(Saved data entries)

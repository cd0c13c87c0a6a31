use axum::http::{HeaderName, Method};
use std::net::IpAddr;
use url::Url;

use super::types::SystemConfig;
use crate::types::{Error, Result};

// Validation helper functions

/// Validate bind host is an IP literal or a plausible hostname
pub(crate) fn validate_host(host: &str) -> Result<()> {
    if host.is_empty() {
        return Err(Error::validation("server.host", "Host cannot be empty"));
    }
    if host.parse::<IpAddr>().is_ok() {
        return Ok(());
    }
    let valid_hostname = host
        .chars()
        .all(|c| c.is_ascii_alphanumeric() || c == '-' || c == '.');
    if !valid_hostname {
        return Err(Error::validation(
            "server.host",
            format!("Invalid host '{}'. Expected an IP address or hostname", host),
        ));
    }
    Ok(())
}

/// Validate positive timeout value
pub(crate) fn validate_positive_timeout(value: u64, field: &str) -> Result<()> {
    if value == 0 {
        return Err(Error::validation(field, "Timeout must be greater than 0"));
    }
    Ok(())
}

/// Validate a numeric value against an inclusive range
pub(crate) fn validate_range(value: u64, field: &str, min: u64, max: u64) -> Result<()> {
    if value < min {
        return Err(Error::validation(
            field,
            format!("Value {} is below minimum allowed value {}", value, min),
        ));
    }
    if value > max {
        return Err(Error::validation(
            field,
            format!("Value {} exceeds maximum allowed value {}", value, max),
        ));
    }
    Ok(())
}

/// Parse the counter store connection string.
///
/// The port must be explicit: the store is addressed by host and port, and
/// a connection string relying on the scheme default is rejected.
pub(crate) fn parse_counter_store_url(raw: &str) -> Result<Url> {
    let field = "rate_limit.redis_url";
    let url = Url::parse(raw).map_err(|e| {
        Error::validation(field, format!("Failed to parse connection string: {}", e))
    })?;

    if !matches!(url.scheme(), "redis" | "rediss") {
        return Err(Error::validation(
            field,
            format!("Unsupported scheme '{}'. Expected redis or rediss", url.scheme()),
        ));
    }
    if url.host_str().is_none_or(str::is_empty) {
        return Err(Error::validation(field, "Connection string has no host"));
    }
    if url.port().is_none() {
        return Err(Error::validation(
            field,
            "Failed to parse port from connection string",
        ));
    }
    Ok(url)
}

/// Validate a CORS origin pattern; at most one `*` wildcard is allowed
pub(crate) fn validate_origin_pattern(pattern: &str, field: &str) -> Result<()> {
    if pattern.is_empty() {
        return Err(Error::validation(field, "Origin cannot be empty"));
    }
    if pattern.matches('*').count() > 1 {
        return Err(Error::validation(
            field,
            format!("Origin '{}' contains more than one wildcard", pattern),
        ));
    }
    Ok(())
}

pub(crate) fn validate_method(method: &str, field: &str) -> Result<()> {
    if method == "*" {
        return Ok(());
    }
    Method::from_bytes(method.to_uppercase().as_bytes())
        .map_err(|_| Error::validation(field, format!("Invalid HTTP method '{}'", method)))?;
    Ok(())
}

pub(crate) fn validate_header_name(header: &str, field: &str) -> Result<()> {
    if header == "*" {
        return Ok(());
    }
    HeaderName::from_bytes(header.as_bytes())
        .map_err(|_| Error::validation(field, format!("Invalid header name '{}'", header)))?;
    Ok(())
}

/// Validate a media type such as `application/json`
pub(crate) fn validate_media_type(media_type: &str, field: &str) -> Result<()> {
    let mut parts = media_type.split('/');
    let valid = matches!(
        (parts.next(), parts.next(), parts.next()),
        (Some(kind), Some(sub), None) if !kind.trim().is_empty() && !sub.trim().is_empty()
    );
    if !valid {
        return Err(Error::validation(
            field,
            format!("Invalid media type '{}'. Expected 'type/subtype'", media_type),
        ));
    }
    Ok(())
}

impl SystemConfig {
    /// Validate the configuration
    pub fn validate(&self) -> Result<()> {
        // Server
        validate_host(&self.server.host)?;
        if self.server.port == 0 {
            return Err(Error::validation(
                "server.port",
                "Port must be greater than 0",
            ));
        }
        validate_positive_timeout(self.server.request_timeout, "server.request_timeout")?;
        validate_positive_timeout(self.server.shutdown_timeout, "server.shutdown_timeout")?;
        for (i, media_type) in self.server.allowed_content_types.iter().enumerate() {
            validate_media_type(
                media_type,
                &format!("server.allowed_content_types[{}]", i),
            )?;
        }

        // CORS
        for (i, origin) in self.cors.allowed_origins.iter().enumerate() {
            validate_origin_pattern(origin, &format!("cors.allowed_origins[{}]", i))?;
        }
        for (i, method) in self.cors.allowed_methods.iter().enumerate() {
            validate_method(method, &format!("cors.allowed_methods[{}]", i))?;
        }
        for (i, header) in self.cors.allowed_headers.iter().enumerate() {
            validate_header_name(header, &format!("cors.allowed_headers[{}]", i))?;
        }
        for (i, header) in self.cors.exposed_headers.iter().enumerate() {
            validate_header_name(header, &format!("cors.exposed_headers[{}]", i))?;
        }
        if self.cors.allow_credentials {
            let wildcard = |values: &[String]| values.iter().any(|v| v == "*");
            if wildcard(&self.cors.allowed_origins)
                || wildcard(&self.cors.allowed_methods)
                || wildcard(&self.cors.allowed_headers)
                || wildcard(&self.cors.exposed_headers)
            {
                return Err(Error::validation(
                    "cors.allow_credentials",
                    "Credentials cannot be allowed together with a '*' origin, method, header or exposed header",
                ));
            }
        }
        validate_range(self.cors.max_age, "cors.max_age", 0, 86_400)?;

        // Rate limiting
        if self.rate_limit.is_active() {
            validate_range(
                self.rate_limit.requests as u64,
                "rate_limit.requests",
                1,
                1_000_000,
            )?;
            validate_positive_timeout(self.rate_limit.window, "rate_limit.window")?;
        }
        if let Some(url) = self.rate_limit.redis_url.as_deref() {
            if !url.is_empty() {
                parse_counter_store_url(url)?;
            }
        }

        // Logging
        if !matches!(
            self.logging.level.as_str(),
            "trace" | "debug" | "info" | "warn" | "error"
        ) {
            return Err(Error::validation(
                "logging.level",
                format!(
                    "Invalid log level '{}'. Must be one of: trace, debug, info, warn, error",
                    self.logging.level
                ),
            ));
        }

        if !matches!(self.logging.format.as_str(), "json" | "pretty") {
            return Err(Error::validation(
                "logging.format",
                format!(
                    "Invalid log format '{}'. Must be one of: json, pretty",
                    self.logging.format
                ),
            ));
        }

        Ok(())
    }
}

-- EXERCISE DETAILS --
What lines above contain the word "Failed"? Return each such line.

-- OUTPUT OF THE TASK --
        Error::validation(field, format!("Failed to parse connection string: {}", e))
            "Failed to parse port from connection string",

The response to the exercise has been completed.